The problem =
Search the material for the string "trees", then show every line where it turns up.

*** Opening of Materials provided ***

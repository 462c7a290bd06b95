//! Asset loading. Any load failure is fatal before the first simulation tick.

use bevy::asset::LoadState;
use bevy::prelude::*;

use super::components::{GameAssets, GamePhase, RacerConfig, SimWorldResource};
use crate::simulation::{SimWorld, SpriteSize};

const PLAYER_PATH: &str = "res/car.png";
const TRAFFIC_SHEET_PATH: &str = "res/cars.png";
const TREE_SHEET_PATH: &str = "res/trees.png";
const COLLISION_SOUND_PATH: &str = "res/collision_sound.wav";
const BACKGROUND_MUSIC_PATH: &str = "res/background_music.wav";

/// System to request every asset the game needs
pub fn load_assets(mut commands: Commands, asset_server: Res<AssetServer>) {
    commands.insert_resource(GameAssets {
        player: asset_server.load(PLAYER_PATH),
        traffic_sheet: asset_server.load(TRAFFIC_SHEET_PATH),
        tree_sheet: asset_server.load(TREE_SHEET_PATH),
        collision_sound: asset_server.load(COLLISION_SOUND_PATH),
        background_music: asset_server.load(BACKGROUND_MUSIC_PATH),
    });
}

/// System that waits for assets, then builds the world from the loaded sprite sizes
pub fn finish_loading(
    mut commands: Commands,
    asset_server: Res<AssetServer>,
    assets: Res<GameAssets>,
    images: Res<Assets<Image>>,
    config: Res<RacerConfig>,
    mut next_phase: ResMut<NextState<GamePhase>>,
    mut exit: MessageWriter<AppExit>,
) {
    let tracked = [
        (PLAYER_PATH, assets.player.id().untyped()),
        (TRAFFIC_SHEET_PATH, assets.traffic_sheet.id().untyped()),
        (TREE_SHEET_PATH, assets.tree_sheet.id().untyped()),
        (COLLISION_SOUND_PATH, assets.collision_sound.id().untyped()),
        (BACKGROUND_MUSIC_PATH, assets.background_music.id().untyped()),
    ];

    let mut all_loaded = true;
    for (path, id) in tracked {
        match asset_server.get_load_state(id) {
            Some(LoadState::Loaded) => {}
            Some(LoadState::Failed(err)) => {
                error!("Failed to load {}: {}", path, err);
                exit.write(AppExit::error());
                return;
            }
            _ => all_loaded = false,
        }
    }
    if !all_loaded {
        return;
    }

    let (Some(player), Some(traffic), Some(trees)) = (
        sprite_size(&images, &assets.player),
        sprite_size(&images, &assets.traffic_sheet),
        sprite_size(&images, &assets.tree_sheet),
    ) else {
        return;
    };

    let sim_config = config.0.clone().with_sprites(player, traffic, trees);
    match SimWorld::with_config(sim_config) {
        Ok(world) => {
            info!(
                "Assets loaded, starting with {} trees",
                world.scenery.trees.len()
            );
            commands.insert_resource(SimWorldResource(world));
            next_phase.set(GamePhase::Playing);
        }
        Err(e) => {
            error!("Invalid game configuration: {:#}", e);
            exit.write(AppExit::error());
        }
    }
}

fn sprite_size(images: &Assets<Image>, handle: &Handle<Image>) -> Option<SpriteSize> {
    images
        .get(handle)
        .map(|image| SpriteSize::new(image.width() as f32, image.height() as f32))
}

*** Close of Materials provided ***

Output of the exercise =
const TREE_SHEET_PATH: &str = "res/trees.png";
    let (Some(player), Some(traffic), Some(trees)) = (
    let sim_config = config.0.clone().with_sprites(player, traffic, trees);
                "Assets loaded, starting with {} trees",
                world.scenery.trees.len()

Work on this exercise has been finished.